Further comments inline...
On Fri, Feb 20, 2015 at 12:12 PM, Tristan Tarrant <ttarrant(a)redhat.com>
wrote:
Yes, I agree with the rationale.
We should have some kind of entry point, a hypothetical "ClusterManager"
which would handle common generic components (transport, thread pools,
...) and be a factory for other subcomponents (CacheManagers and other
clustered services). Dropping support for asymmetric clusters would mean
reduced complexity and memory usage.
This gets a big +1 from me.
Tristan
On 19/02/2015 17:46, Sanne Grinovero wrote:
> All,
> at the beginning of time, the expectation was that an application
> server (aka WildFly) would have a single CacheManager, and different
> applications would define their different Cache configuration on this
> app-server singleton.
>
> In that primitive world that sounded reasonable, as system
> administrators wouldn't want to manage firewalls and port assignments
> for a new Transport for each deployed application.
>
> Then the complexities came:
> - deployments are asymmetric compared to the application server
> - each deployment has its own ClassLoader
> - deployments start/stop independently from each other
>
> At that point a considerable investment was made to get lazily
> starting Caches, per-Cache sets of Externalizer(s) to isolate
> classloaders, ClassLoader-aware Cache decorators, up to the recently
> introduced Cache-dependency rules for stopping dependant Caches last.

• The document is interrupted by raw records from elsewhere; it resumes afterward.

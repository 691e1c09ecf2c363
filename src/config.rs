use std::env;
use std::path::PathBuf;

use anyhow::{Context, Result};

use crate::classify::MatchOptions;
use crate::pipeline::ReportSettings;

/// Central configuration loaded from environment variables.
///
/// Nothing is required; every setting has a default. The .env file is
/// loaded automatically at startup via dotenvy, and CLI flags override
/// whatever is loaded here.
#[derive(Debug, Clone)]
pub struct Config {
    /// JSON pattern table to use instead of the built-in one (LITSCAN_PATTERNS)
    pub patterns_path: Option<PathBuf>,
    /// Directory for CSV reports (LITSCAN_OUTPUT_DIR, default ./results)
    pub output_dir: PathBuf,
    /// Characters of document text kept in the Abstract column
    /// (LITSCAN_ABSTRACT_PREVIEW, default 300)
    pub abstract_preview: usize,
    /// Max words between a category term and a concentration term
    /// (LITSCAN_WINDOW, default 5)
    pub window: usize,
    /// Word-boundary anchoring for presence patterns (LITSCAN_ANCHOR_PRESENCE)
    pub anchor_presence: bool,
    /// PDFs extracted in parallel (LITSCAN_CONCURRENCY, default 4)
    pub concurrency: usize,
}

impl Config {
    /// Load configuration from environment variables.
    ///
    /// Unset variables take their defaults; set-but-malformed numeric
    /// variables are an error rather than being silently ignored.
    pub fn load() -> Result<Self> {
        let defaults = MatchOptions::default();

        Ok(Self {
            patterns_path: env::var("LITSCAN_PATTERNS")
                .ok()
                .filter(|p| !p.is_empty())
                .map(PathBuf::from),
            output_dir: env::var("LITSCAN_OUTPUT_DIR")
                .map(PathBuf::from)
                .unwrap_or_else(|_| PathBuf::from("./results")),
            abstract_preview: parse_var("LITSCAN_ABSTRACT_PREVIEW", 300)?,
            window: parse_var("LITSCAN_WINDOW", defaults.window)?,
            anchor_presence: parse_flag(
                "LITSCAN_ANCHOR_PRESENCE",
                env::var("LITSCAN_ANCHOR_PRESENCE").ok().as_deref(),
            )?,
            concurrency: parse_var("LITSCAN_CONCURRENCY", 4)?,
        })
    }

    pub fn match_options(&self) -> MatchOptions {
        MatchOptions {
            window: self.window,
            anchor_presence: self.anchor_presence,
        }
    }

    pub fn report_settings(&self) -> ReportSettings {
        ReportSettings {
            output_dir: self.output_dir.clone(),
            preview_chars: self.abstract_preview,
        }
    }
}

fn parse_var(name: &str, default: usize) -> Result<usize> {
    match env::var(name) {
        Ok(value) if !value.trim().is_empty() => value
            .trim()
            .parse()
            .with_context(|| format!("{name} must be a non-negative integer, got '{value}'")),
        _ => Ok(default),
    }
}

/// Interpret an on/off variable. Unset or empty means off; anything other
/// than the usual spellings is an error, not a silent "off".
fn parse_flag(name: &str, value: Option<&str>) -> Result<bool> {
    let value = value.map(str::trim).unwrap_or("");
    match value.to_ascii_lowercase().as_str() {
        "" | "0" | "false" | "no" | "off" => Ok(false),
        "1" | "true" | "yes" | "on" => Ok(true),
        _ => anyhow::bail!("{name} must be true/false (or 1/0, yes/no, on/off), got '{value}'"),
    }
}
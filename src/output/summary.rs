// Batch statistics over classification results.
//
// Per-category presence counts, per-category concentration counts, and two
// kinds of combination counts: each "primary" category (one that doesn't
// track concentration, i.e. the target compound) paired with every
// concentration-aware category, and documents matching all aware
// categories at once.

use serde::Serialize;

use crate::classify::ClassificationResult;
use crate::patterns::PatternTable;

#[derive(Debug, Clone, PartialEq, Eq, Serialize)]
pub struct CategoryCount {
    pub name: String,
    pub count: usize,
}

#[derive(Debug, Clone, PartialEq, Eq, Serialize)]
pub struct PairCount {
    pub first: String,
    pub second: String,
    pub count: usize,
}

#[derive(Debug, Clone, PartialEq, Eq, Serialize)]
pub struct Summary {
    pub total: usize,
    pub presence: Vec<CategoryCount>,
    pub concentration: Vec<CategoryCount>,
    pub pairs: Vec<PairCount>,
    /// Documents in which every concentration-aware category is present
    pub all_matrices: usize,
}

impl Summary {
    pub fn compute(table: &PatternTable, results: &[ClassificationResult]) -> Self {
        let presence = table
            .categories
            .iter()
            .map(|c| CategoryCount {
                name: c.name.clone(),
                count: count_where(results, |r| r.is_present(&c.name)),
            })
            .collect();

        let concentration = table
            .concentration_categories()
            .map(|c| CategoryCount {
                name: c.name.clone(),
                count: count_where(results, |r| r.has_concentration(&c.name)),
            })
            .collect();

        let mut pairs = Vec::new();
        for primary in table.categories.iter().filter(|c| !c.concentration_aware) {
            for matrix in table.concentration_categories() {
                pairs.push(PairCount {
                    first: primary.name.clone(),
                    second: matrix.name.clone(),
                    count: count_where(results, |r| {
                        r.is_present(&primary.name) && r.is_present(&matrix.name)
                    }),
                });
            }
        }

        let aware: Vec<&str> = table
            .concentration_categories()
            .map(|c| c.name.as_str())
            .collect();
        let all_matrices = if aware.is_empty() {
            0
        } else {
            count_where(results, |r| aware.iter().all(|name| r.is_present(name)))
        };

        Self {
            total: results.len(),
            presence,
            concentration,
            pairs,
            all_matrices,
        }
    }
}

fn count_where(
    results: &[ClassificationResult],
    pred: impl Fn(&ClassificationResult) -> bool,
) -> usize {
    results.iter().filter(|r| pred(*r)).count()
}
// PatternTable: category definitions as data.
//
// A table is an ordered list of categories (each a name, a flag saying
// whether concentration co-occurrence applies, and its regex patterns) plus
// one shared list of concentration patterns. Category order is column order
// in every report.
//
// The built-in table is embedded from default_patterns.json; a replacement
// can be loaded from any JSON file with the same shape.

use std::collections::HashSet;
use std::path::Path;

use anyhow::{Context, Result};
use serde::{Deserialize, Serialize};
use tracing::{info, warn};

const DEFAULT_TABLE_JSON: &str = include_str!("default_patterns.json");

/// One topical category and the patterns that detect it.
#[derive(Debug, Clone, PartialEq, Serialize, Deserialize)]
pub struct CategoryDef {
    /// Column name in reports (e.g. "Sediment")
    pub name: String,
    /// Whether a `<name>_Concentration` flag is computed for this category
    #[serde(default)]
    pub concentration_aware: bool,
    /// Case-insensitive regex patterns; any match marks the category present
    pub patterns: Vec<String>,
}

/// The complete, immutable set of pattern definitions for one run.
#[derive(Debug, Clone, PartialEq, Serialize, Deserialize)]
pub struct PatternTable {
    pub categories: Vec<CategoryDef>,
    pub concentration_patterns: Vec<String>,
}

impl PatternTable {
    /// The table shipped with the binary: PPD plus sediment, water and
    /// biological matrices.
    pub fn builtin() -> Result<Self> {
        Self::from_json(DEFAULT_TABLE_JSON).context("built-in pattern table is malformed")
    }

    /// Parse and validate a table from JSON text.
    pub fn from_json(json: &str) -> Result<Self> {
        let table: PatternTable =
            serde_json::from_str(json).context("failed to parse pattern table JSON")?;
        table.validate()?;
        Ok(table)
    }

    /// Load a table from a JSON file on disk.
    pub fn from_file(path: &Path) -> Result<Self> {
        let json = std::fs::read_to_string(path)
            .with_context(|| format!("failed to read pattern table {}", path.display()))?;
        let table = Self::from_json(&json)
            .with_context(|| format!("invalid pattern table {}", path.display()))?;
        info!(
            path = %path.display(),
            categories = table.categories.len(),
            "Loaded pattern table"
        );
        Ok(table)
    }

    /// Load from `path` when given, otherwise fall back to the built-in table.
    pub fn load(path: Option<&Path>) -> Result<Self> {
        match path {
            Some(p) => Self::from_file(p),
            None => Self::builtin(),
        }
    }

    /// Structural checks. Regex syntax is checked later, when the
    /// classifier compiles the table.
    pub fn validate(&self) -> Result<()> {
        if self.categories.is_empty() {
            anyhow::bail!("pattern table defines no categories");
        }

        let mut seen = HashSet::new();
        for category in &self.categories {
            if category.name.trim().is_empty() {
                anyhow::bail!("pattern table has a category with an empty name");
            }
            if !seen.insert(category.name.as_str()) {
                anyhow::bail!("duplicate category name '{}' in pattern table", category.name);
            }
            if category.patterns.is_empty() {
                warn!(category = %category.name, "Category has no patterns and will never match");
            }
        }

        if self.concentration_patterns.is_empty()
            && self.categories.iter().any(|c| c.concentration_aware)
        {
            warn!("No concentration patterns defined; concentration flags will always be 0");
        }

        Ok(())
    }

    /// The concentration-aware categories, in column order.
    pub fn concentration_categories(&self) -> impl Iterator<Item = &CategoryDef> {
        self.categories.iter().filter(|c| c.concentration_aware)
    }

    /// Total number of category patterns (excluding concentration patterns).
    pub fn pattern_count(&self) -> usize {
        self.categories.iter().map(|c| c.patterns.len()).sum()
    }
}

I don't think we ever had a per-Cache set of Externalizers, that's what
ISPN-2133 is about...
AFAIK the classloader-aware decorators work only with storeAsBinary
enabled, and they actually enable users to share the same Cache (not
CacheManager) between deployments. I'm not sure how many users need that,
but we need to think hard about dropping support for the decorators (and
the related support for Thread.getContextClassLoader()).
> Not to mention we have now a complex per-Cache View handling, which
> results in performance complexities such as ISPN-4842.
I believe we will still need the per-Cache topologies (i.e. consistent
hashes), possibly with bulk join operations and memoization to help with
performance.
Note that ISPN-4842 talks about evolving from 500 caches to 3000 caches.
Should we require the application to use an extra CacheManager every time
it needs a new Cache?
> There are some more complexities coming:
> Hibernate OGM wishes to control the context of deserialization - this
> is actually an important optimisation to keep garbage production under
> control, but also applications might want to register custom RPC
> commands; this has been a long standing problem for Search (among
> others).
> Infinispan Query does have custom RPC commands, and this just happens
> to work because the Infinispan core module has an explicit dependency
> to query.. but that's a twisted dependency scheme, as the module would
> need to list each possible extension point: it's not something you can
> do for all projects using it.
Indeed, the WildFly module that applications depend on now needs to have
access to query classes, but I think that's just a matter of supplying the
proper ClassLoader to GlobalConfigurationBuilder. Fixing it shouldn't
require core changes.
For OGM, would having the deployment's ClassLoader in the
GlobalConfiguration remove the need of a per-Cache deserialization context?
>
> Interestingly enough, there is a very simple solution which wipes out
> all of the above complexity, and also resolves some pain points:
> today the app server supports the FORK protocol from JGroups, so we
> can get rid of the idea of a single CacheManager per appserver, and
> create one per classloader and *within* the classloader.
I guess Paul should chime in here, is it feasible to create the
CacheManager(s) required for a deployment only after the module has been
loaded and a proper classloader has been instantiated?
> By doing so, we can delete all code about per-Cache classloaders,
> remove the CacheView concept, and also allow the deployment (the
> application) which is needing caching services to register whatever it
> wants.
> It could register custom interceptors, commands, externalizers,
> CacheStore(s), etc.. without pain.
To be clear, we already removed the per-Cache classloaders some time ago.
All we have now is the per-CacheManager classloader, the thread-context
classloader, and the classloader decorator. And I don't feel I know enough
about how the latter two are used now to decide whether to remove them or
not...
>
> Finally, we could get rid of the concept that Caches start lazily. I'd
> change to a simplified lifecycle which expects the CacheManager to
> initialize, then allows Cache configurations to be defined, and then
> it all starts atomically.
> At that point, you'd not even be responsible anymore for complex
> dependency resolutions across caches.
How would that work? I.e. if I define an indexed cache (either in the
configuration or in a module), when would the indexed cache define the
cache it needs to store its index?
+1 to start all the defined caches when the CacheManager starts, but I
would still like to be able to start a temporary cache and then stop it for
Map/Reduce, instead of having to spin up an entire CacheManager.
>
> I'd hope this would allow OGM to get the features it needs, and also
> significantly simplify the definition of boot process for any user,
> not least it should simplify quite some code which is now being
> maintained.
>
> A nice follow-up task would be that WildFly would need to be able to
> "pick up" some configuration file from the deployment and inject a
> matching CacheManager, so this requires a bit of cooperation with the
> app server team, and an agreement on a conventional configuration
> name.
> This should be done by WildFly (and not the app), so that the user
> deployment can lookup the CacheManager by JNDI without needing to
> understand how to wire things up in the FORK channel.
>
> I also believe this is a winner from usability point of view, as many
> of the troubles I see in forums and customers are about "how do I
> start this up?". Remember our guides essentially teach you to either
> take the AS CacheManager, or to start your own. Neither of those are
> the optimal solution, and people get in trouble.
I think looking up a "forkable channel" in JNDI and calling new
DefaultCacheManager() with that should be easy enough, if it's properly
documented :)
One thing I've seen people ask about many times is sharing a
Cache/CacheManager between deployments. Granted, some of those questions
might have actually needed only a way to share the transport, but others
probably really needed to access the same data. Having a clear way to
instantiate the CacheManager and put it up in JNDI from a common dependency
would definitely be a plus.
Cheers
Dan